You all know that roasted vegetables are kind of my jam. Roasting vegetables of any kind bring a depth of flavor to them that is hard to ignore. I love roasting potatoes because they get nice and crispy on the outside and soft and fluffy on the inside. Slicing them thick gives them a unique twist that makes them hearty, fun and extremely snackable. Can we call them healthy French fries? Ok, let’s.
I get asked often what the trick is to roasting vegetables. There’s are a couple tips I can offer you. Make sure you use high heat, somewhere between 375-400 seems to be perfect. Use your favorite oil to lightly coat the vegetable. Don’t soak them. We aren’t trying to fry these suckers. Lightly coating them will lend to the perfect outside crisp. Most importantly, don’t overcrowd your dish. I prefer to roast veggies on a sheet pan because I get a nice flat, wide surface to spread them out on. Make sure you place them in a single layer and give a little space in between each piece. If things are too crowded or stacked on top of each other, they will steam and not roast evenly. You can flip or toss your veggies half way through cooking. This ensures even browning on both sides.
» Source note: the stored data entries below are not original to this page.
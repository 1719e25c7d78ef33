//! Shared data structures for the gallery state
//!
//! These structs represent the data model that flows between the storage
//! layer, the remote media client, and the presentation layer.

use serde::{Deserialize, Serialize};

/// Represents a single image in the gallery
///
/// Records come from two places: the fixed demo seed set (`seed: true`) and
/// the remote media store after an upload (`seed: false`). The partition is
/// decided once, at construction, so deletion routing never has to re-derive
/// it from the identifier string.
#[derive(Serialize, Deserialize, Debug, Clone, PartialEq)]
#[serde(rename_all = "camelCase")]
pub struct ImageRecord {
    /// Unique ID within the collection
    pub id: String,
    /// Location the image content can be fetched from
    pub url: String,
    /// Human-readable title; may be empty (displayed as "Untitled")
    #[serde(default)]
    pub title: String,
    /// Optional ordered tags, searched alongside the title
    #[serde(default, skip_serializing_if = "Option::is_none")]
    pub tags: Option<Vec<String>>,
    /// Creation timestamp (RFC 3339)
    pub created_at: String,
    /// Optional display date, distinct from the creation timestamp
    #[serde(default, skip_serializing_if = "Option::is_none")]
    pub date: Option<String>,
    /// The remote media store's identifier, required for real deletion
    pub public_id: String,
    /// Display width in pixels
    pub width: u32,
    /// Display height in pixels
    pub height: u32,
    /// True for built-in demo records, false for user uploads
    #[serde(default)]
    pub seed: bool,
}

impl ImageRecord {
    /// Title for display, falling back to "Untitled" for empty titles
    pub fn display_title(&self) -> &str {
        if self.title.trim().is_empty() {
            "Untitled"
        } else {
            &self.title
        }
    }

    /// Check whether the record matches a search term.
    ///
    /// The term is trimmed and compared case-insensitively against the title
    /// and every tag. An empty (or whitespace-only) term matches everything.
    pub fn matches(&self, term: &str) -> bool {
        let term = term.trim().to_lowercase();
        if term.is_empty() {
            return true;
        }

        if self.title.to_lowercase().contains(&term) {
            return true;
        }

        if let Some(tags) = &self.tags {
            if tags.iter().any(|tag| tag.to_lowercase().contains(&term)) {
                return true;
            }
        }

        false
    }
}

/// Per-image deletion phase, tracked after the optimistic local removal
///
/// The item disappears from the collection before the remote outcome is
/// known. Both terminal phases look identical to the user; they are kept
/// distinct here so a future reconciliation pass can find orphaned remote
/// objects without a redesign.
#[derive(Debug, Clone, Copy, PartialEq, Eq)]
pub enum DeletePhase {
    /// Removed locally, remote delete still in flight
    PendingRemote,
    /// Remote store confirmed the deletion (or the item was already gone)
    Confirmed,
    /// Remote delete failed; the object may still exist at the remote store
    Orphaned,
}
These potatoes are a great side dish and quick and easy to make. You can use dried herbs if you don’t have any fresh herbs on hand. They make a great salad topping or just a filling snack. You decide!
Don’t forget, if you make one of my recipes, make sure you share a picture of it with me!
You can post and tag me, I’d love to see all of your creations! #SaporitoKitchen
Pinterest: Saporito Kitchen
Facebook: Saporito Kitchen
Pin This Recipe Now!
Herb Roasted Thick Sliced Potatoes
- 2 large sweet potatoes, scrubbed
- 2 large russet baking potatoes, scrubbed
- 1/4 cup extra virgin olive oil
- 2 Tablespoons fresh thyme, chopped
- 2 Tablespoons fresh sage, chopped
- 2 teaspoons kosher salt
- Preheat oven to 400 degrees. Line two baking sheets with parchment paper or foil.
- Sliced potatoes in thick coins, approximately 1" thick, discarding the ends.
- In a large bowl, combine oil and herbs. Add potato slices to the oil and herbs. Toss to make sure all of the slices are completely coated in the mixture.
- Lay potato slices out on the prepared baking sheet in a single layer and sprinkle with kosher salt.
- Roasted at 400 degrees for 30 minutes, or until potatoes are fork tender and lightly browned.